I wanted to title this "I am not really as good a softball player as I think I am." But that was too long. And too self-image-shattering. But seriously, 2 years off has made me into a very rusty, bloody, and banged up second baseman after two back-to-back games tonight. I blame it on kids. And lack of exercise for the last two years...

But even after being battered into the inability to move from my couch right now, I'm still fired up. The last game tonight got me fired up. We played a very good opponent, and they beat us squarely on the field. The banter and jawing back and forth between both teams the entire game was very intense. But that's normal, right? We're men. We're competitive men playing a sport. We're supposed to be that way.

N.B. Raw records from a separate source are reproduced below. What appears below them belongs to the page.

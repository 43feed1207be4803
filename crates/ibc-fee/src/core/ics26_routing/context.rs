use crate::core::ics04_channel::acknowledgement::Acknowledgement;
use crate::core::ics04_channel::channel::{Counterparty, Order};
use crate::core::ics04_channel::packet::Packet;
use crate::core::ics04_channel::Version;
use crate::core::ics24_host::identifier::{ChannelId, ConnectionId, PortId};
use crate::handler::ModuleOutputBuilder;
use crate::signer::Signer;

/// The outcome of an application's `on_recv_packet` callback.
#[derive(Clone, Debug, PartialEq, Eq)]
pub enum OnRecvPacketAck {
    Successful(Acknowledgement),
    Failed(Acknowledgement),
    /// The application will write the acknowledgement later on, outside of the callback.
    Async,
}

impl OnRecvPacketAck {
    pub fn is_successful(&self) -> bool {
        matches!(self, OnRecvPacketAck::Successful(_))
    }

    pub fn acknowledgement(&self) -> Option<&Acknowledgement> {
        match self {
            OnRecvPacketAck::Successful(ack) | OnRecvPacketAck::Failed(ack) => Some(ack),
            OnRecvPacketAck::Async => None,
        }
    }
}

/// The uniform callback interface implemented by applications and by the middlewares
/// wrapping them.
///
/// A middleware is a `Module` holding its inner `Module`; stacking is resolved at compile
/// time, and each layer calls the next one in a fixed outer-to-inner order. `Ctx` is the host
/// context the callbacks read and write through.
pub trait Module<Ctx> {
    type Error;

    #[allow(clippy::too_many_arguments)]
    fn on_chan_open_init(
        &mut self,
        ctx: &mut Ctx,
        output: &mut ModuleOutputBuilder,
        order: Order,
        connection_hops: &[ConnectionId],
        port_id: &PortId,
        channel_id: &ChannelId,
        counterparty: &Counterparty,
        version: &Version,
    ) -> Result<Version, Self::Error>;

    #[allow(clippy::too_many_arguments)]
    fn on_chan_open_try(
        &mut self,
        ctx: &mut Ctx,
        output: &mut ModuleOutputBuilder,
        order: Order,
        connection_hops: &[ConnectionId],
        port_id: &PortId,
        channel_id: &ChannelId,
        counterparty: &Counterparty,
        counterparty_version: &Version,
    ) -> Result<Version, Self::Error>;

    fn on_chan_open_ack(
        &mut self,
        ctx: &mut Ctx,
        output: &mut ModuleOutputBuilder,
        port_id: &PortId,
        channel_id: &ChannelId,
        counterparty_channel_id: &ChannelId,
        counterparty_version: &Version,
    ) -> Result<(), Self::Error>;

    fn on_chan_open_confirm(
        &mut self,
        ctx: &mut Ctx,
        output: &mut ModuleOutputBuilder,
        port_id: &PortId,
        channel_id: &ChannelId,
    ) -> Result<(), Self::Error>;

    fn on_chan_close_init(
        &mut self,
        ctx: &mut Ctx,
        output: &mut ModuleOutputBuilder,
        port_id: &PortId,
        channel_id: &ChannelId,
    ) -> Result<(), Self::Error>;

    fn on_chan_close_confirm(
        &mut self,
        ctx: &mut Ctx,
        output: &mut ModuleOutputBuilder,
        port_id: &PortId,
        channel_id: &ChannelId,
    ) -> Result<(), Self::Error>;

    fn on_recv_packet(
        &mut self,
        ctx: &mut Ctx,
        output: &mut ModuleOutputBuilder,
        packet: &Packet,
        relayer: &Signer,
    ) -> OnRecvPacketAck;

    fn on_acknowledgement_packet(
        &mut self,
        ctx: &mut Ctx,
        output: &mut ModuleOutputBuilder,
        packet: &Packet,
        acknowledgement: &Acknowledgement,
        relayer: &Signer,
    ) -> Result<(), Self::Error>;

    fn on_timeout_packet(
        &mut self,
        ctx: &mut Ctx,
        output: &mut ModuleOutputBuilder,
        packet: &Packet,
        relayer: &Signer,
    ) -> Result<(), Self::Error>;

    /// Proposes the version to use for a new channel, given the version proposed by the
    /// counterparty (or an empty one).
    fn negotiate_app_version(
        &self,
        ctx: &Ctx,
        order: Order,
        connection_id: &ConnectionId,
        port_id: &PortId,
        counterparty: &Counterparty,
        proposed_version: &Version,
    ) -> Result<Version, Self::Error>;
}
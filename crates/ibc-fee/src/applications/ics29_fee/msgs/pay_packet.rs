use core::str::FromStr;

use ibc_proto::ibc::applications::fee::v1::MsgPayPacketFee as RawMsgPayPacketFee;

use crate::applications::ics29_fee::error::Error;
use crate::applications::ics29_fee::fee::Fee;
use crate::applications::ics29_fee::MODULE_NAME;
use crate::core::ics24_host::identifier::{ChannelId, PortId};
use crate::prelude::*;
use crate::signer::Signer;
use crate::tx_msg::Msg;

pub const TYPE_URL: &str = "/ibc.applications.fee.v1.MsgPayPacketFee";

/// Escrows a fee for the next packet to be sent on a channel. Meant to be submitted in the
/// same transaction as the message sending that packet.
#[derive(Clone, Debug, PartialEq, Eq)]
pub struct MsgPayPacketFee {
    pub fee: Fee,
    pub source_port_id: PortId,
    pub source_channel_id: ChannelId,
    /// Pays the fee and receives any refund.
    pub signer: Signer,
    pub relayers: Vec<String>,
}

impl Msg for MsgPayPacketFee {
    type ValidationError = Error;
    type Raw = RawMsgPayPacketFee;

    fn route(&self) -> String {
        MODULE_NAME.to_string()
    }

    fn type_url(&self) -> String {
        TYPE_URL.to_string()
    }

    fn validate_basic(&self) -> Result<(), Self::ValidationError> {
        if !self.relayers.is_empty() {
            return Err(Error::relayers_not_empty());
        }
        self.fee.validate()
    }
}

impl TryFrom<RawMsgPayPacketFee> for MsgPayPacketFee {
    type Error = Error;

    fn try_from(raw_msg: RawMsgPayPacketFee) -> Result<Self, Self::Error> {
        Ok(MsgPayPacketFee {
            fee: raw_msg.fee.ok_or_else(Error::empty_fee)?.try_into()?,
            source_port_id: PortId::from_str(&raw_msg.source_port_id).map_err(Error::ics24)?,
            source_channel_id: ChannelId::from_str(&raw_msg.source_channel_id)
                .map_err(Error::ics24)?,
            signer: Signer::from_str(&raw_msg.signer).map_err(Error::signer)?,
            relayers: raw_msg.relayers,
        })
    }
}

impl From<MsgPayPacketFee> for RawMsgPayPacketFee {
    fn from(domain_msg: MsgPayPacketFee) -> Self {
        RawMsgPayPacketFee {
            fee: Some(domain_msg.fee.into()),
            source_port_id: domain_msg.source_port_id.to_string(),
            source_channel_id: domain_msg.source_channel_id.to_string(),
            signer: domain_msg.signer.to_string(),
            relayers: domain_msg.relayers,
        }
    }
}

But that's not what has me all riled up enough to write my first blog post in a year and a half. The game was over. We lost. It didn't feel good, but we took it, and we all shook hands and acted like friends. Then, if you've ever played "church league" softball, you know what comes next.

The compulsory prayer.

Yeah, buddy. We all gathered in the middle of the infield and waited for someone to offer up our feeble attempt at making this into a civilized event. Someone they called "Pastor" the entire game started us off.

"Remove your hats..."

Everyone did as they were told. It's what we're supposed to do, right? God really likes it when we take our hat off for 20 seconds of ritualistic prayer before a meal or after participating a verbally abusive softball game, doesn't He?

Well I didn't take my hat off. *GASP!* I know, but follow me here. My hands stayed firmly planted on my hips because in that split second, it occurred to me that maybe a handful of people on the field (myself not included) actually "took their hats off" during the game. The phrase ringing through my head at this very moment is "God will not be mocked." I'm pretty sure I'm taking it out of the proper context of Galations 6, but I think the phrase is spot on.

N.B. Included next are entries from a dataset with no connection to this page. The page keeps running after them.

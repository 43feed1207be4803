use ibc_proto::ibc::applications::fee::v1::Fee as RawFee;
use serde_derive::{Deserialize, Serialize};

use super::error::Error;
use crate::coin::Coins;
use crate::prelude::*;

/// The three independent incentives attached to a packet.
#[derive(Clone, Debug, Default, PartialEq, Eq, Serialize, Deserialize)]
pub struct Fee {
    /// Paid to the relayer delivering the packet to the destination chain.
    pub recv_fee: Coins,
    /// Paid to the relayer delivering the acknowledgement back to the source chain.
    pub ack_fee: Coins,
    /// Paid to the relayer submitting a timeout for the packet.
    pub timeout_fee: Coins,
}

impl Fee {
    pub fn new(recv_fee: Coins, ack_fee: Coins, timeout_fee: Coins) -> Self {
        Self {
            recv_fee,
            ack_fee,
            timeout_fee,
        }
    }

    /// Sum of all three fee components: the amount held in escrow for this fee.
    pub fn total(&self) -> Result<Coins, Error> {
        self.recv_fee
            .checked_add(&self.ack_fee)
            .and_then(|sum| sum.checked_add(&self.timeout_fee))
            .map_err(Error::coin)
    }

    pub fn validate(&self) -> Result<(), Error> {
        let invalid: Vec<&str> = [
            (&self.ack_fee, "invalid acknowledgement fee"),
            (&self.recv_fee, "invalid receive fee"),
            (&self.timeout_fee, "invalid timeout fee"),
        ]
        .iter()
        .filter(|(coins, _)| !coins.is_valid())
        .map(|(_, reason)| *reason)
        .collect();

        if !invalid.is_empty() {
            return Err(Error::invalid_fee(invalid.join(", ")));
        }

        if self.ack_fee.is_zero() && self.recv_fee.is_zero() && self.timeout_fee.is_zero() {
            return Err(Error::all_fees_zero());
        }

        Ok(())
    }
}

impl TryFrom<RawFee> for Fee {
    type Error = Error;

    fn try_from(raw: RawFee) -> Result<Self, Self::Error> {
        Ok(Fee {
            recv_fee: raw.recv_fee.try_into().map_err(Error::coin)?,
            ack_fee: raw.ack_fee.try_into().map_err(Error::coin)?,
            timeout_fee: raw.timeout_fee.try_into().map_err(Error::coin)?,
        })
    }
}

impl From<Fee> for RawFee {
    fn from(fee: Fee) -> Self {
        RawFee {
            recv_fee: fee.recv_fee.into(),
            ack_fee: fee.ack_fee.into(),
            timeout_fee: fee.timeout_fee.into(),
        }
    }
}
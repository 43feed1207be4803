use core::fmt::{Display, Error as FmtError, Formatter};

use serde_derive::{Deserialize, Serialize};

use crate::prelude::*;

/// An event emitted by an application module, in the generic key/value form hosts
/// forward to their event stream.
#[derive(Debug, Clone, PartialEq, Eq, Serialize, Deserialize)]
pub struct ModuleEvent {
    pub kind: String,
    pub module_name: String,
    pub attributes: Vec<ModuleEventAttribute>,
}

impl ModuleEvent {
    /// Returns the value of the first attribute with the given key.
    pub fn attribute(&self, key: &str) -> Option<&str> {
        self.attributes
            .iter()
            .find(|attr| attr.key == key)
            .map(|attr| attr.value.as_str())
    }
}

impl Display for ModuleEvent {
    fn fmt(&self, f: &mut Formatter<'_>) -> Result<(), FmtError> {
        write!(f, "{} ({}) {{", self.kind, self.module_name)?;
        for attr in &self.attributes {
            write!(f, " {}={}", attr.key, attr.value)?;
        }
        write!(f, " }}")
    }
}

#[derive(Debug, Clone, PartialEq, Eq, Serialize, Deserialize)]
pub struct ModuleEventAttribute {
    pub key: String,
    pub value: String,
}

impl<K: ToString, V: ToString> From<(K, V)> for ModuleEventAttribute {
    fn from((k, v): (K, V)) -> Self {
        Self {
            key: k.to_string(),
            value: v.to_string(),
        }
    }
}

Can we really act like that and then expect God to go, "Ok, when you took your hats off as a sign of respect and thanked Me for no serious injuries and for letting you have 'a good time', that canceled out the previous 70 minutes of ridiculousness." I kind of think he looks at us and says, "Man, I love you guys, but... really? Really?!?"

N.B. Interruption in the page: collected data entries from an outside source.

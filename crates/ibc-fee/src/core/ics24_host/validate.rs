use super::error::ValidationError as Error;
use crate::prelude::*;

const ALLOWED_SPECIAL_CHARS: &str = "._+-#[]<>";

/// Checks an identifier against the ICS 24 rules: between `min` and `max` characters, no
/// path separator, only alphanumeric characters and `._+-#[]<>`.
pub fn validate_identifier(id: &str, min: usize, max: usize) -> Result<(), Error> {
    if id.is_empty() {
        return Err(Error::empty());
    }

    if id.contains('/') {
        return Err(Error::contain_separator(id.to_string()));
    }

    if !(min..=max).contains(&id.len()) {
        return Err(Error::invalid_length(id.to_string(), id.len(), min, max));
    }

    if !id
        .chars()
        .all(|c| c.is_alphanumeric() || ALLOWED_SPECIAL_CHARS.contains(c))
    {
        return Err(Error::invalid_character(id.to_string()));
    }

    Ok(())
}

pub fn validate_connection_identifier(id: &str) -> Result<(), Error> {
    validate_identifier(id, 10, 64)
}

pub fn validate_port_identifier(id: &str) -> Result<(), Error> {
    validate_identifier(id, 2, 128)
}

pub fn validate_channel_identifier(id: &str) -> Result<(), Error> {
    validate_identifier(id, 8, 64)
}

#[cfg(test)]
mod tests {
    use super::*;

    #[test]
    fn length_bounds() {
        assert!(validate_port_identifier("p").is_err());
        assert!(validate_port_identifier(&"p".repeat(129)).is_err());
        assert!(validate_channel_identifier("channel").is_err());
        assert!(validate_channel_identifier("channel-0").is_ok());
    }

    #[test]
    fn forbidden_characters() {
        assert_eq!(
            validate_identifier("id/1", 1, 10),
            Err(Error::contain_separator("id/1".to_string()))
        );
        assert!(validate_identifier("channel@01", 1, 10).is_err());
        assert!(validate_identifier("", 0, 10).is_err());
    }
}
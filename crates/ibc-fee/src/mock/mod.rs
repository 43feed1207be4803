//! A mock host and a mock application, for exercising the fee middleware end to end.

pub mod app;
pub mod context;
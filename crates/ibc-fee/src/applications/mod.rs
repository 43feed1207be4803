//! Various packet encoding semantics which underpin the various types of transactions.

pub mod ics29_fee;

Now don't get me wrong here. I realize the ridiculousness has been already canceled out for Christ-followers. Jesus paid our penalty. It's done. And prayer... prayer is awesome. It's necessary. It's entirely appropriate for after a softball game, in your car, when you lie down, and when you are standing. It's the lifeblood for a Christ-follower. John Piper describes prayer as a walkie-talkie connection with God in the middle of the most epic battle in the biggest war anyone has ever seen. So I see why we do it after a softball game.

Here's my problem... Why do I have to take my hat off as a sign of respect if up to that point, no respect has been given to God or anyone else within earshot of our sporting match?

So I made a decision:

I, Kyle Nighman, will never again take off my hat for compulsory pre-meal or post-game prayer.

Boom. There it is. If I don't give God the respect and honor He deserves during the other 23 hours, 59 minutes, and 13 seconds of the day (or at least some of it), then instead of taking off my hat, I'm going to focus on taking off my internal hat and getting back into a right relationship with God. It's the same reason I don't shave on Sundays. I feel like it's just stuff we do because we're told it's the right thing to do.

I hope the other softball players noticed that I didn't take my hat off. I hope they thought to themselves, man, that dude is dissing God, he needs to get right with the Lord! They would be quite correct. I hope they pray for me as I pray for them and myself. And I hope that God uses this softball game to continue to change and mold us into the men we want and need to be.

But there's always a catch.

As you may have noticed, I've still got 1/2 a decision to go. My catch has a name - Lizzy. As I came home and spewed forth my rant, she gently pointed me straight back to scripture: 
"Be careful, however, that the exercise of your freedom does not become a stumbling block to the weak. For if anyone with a weak conscience sees you who have this knowledge eating in an idol's temple, won't he be emboldened to eat what has been sacrificed to idols? So this weak brother, for whom Christ died, is destroyed by your knowledge. When you sin against your brothers in this way and wound their weak conscience, you sin against Christ. Therefore, if what I eat causes my brother to fall into sin, I will never eat meat again, so that I will not cause him to fall." - 1 Cor 8:9-13
This "catch" (and she is, let me tell you) in my plan helped me to calm down and think through my decision in light of everything else I know. These are verses that I am very familiar with, but it took some calm wisdom from the wife to bring them to mind. And I think she made a very strong argument with so dang few words. She's annoyingly good like that.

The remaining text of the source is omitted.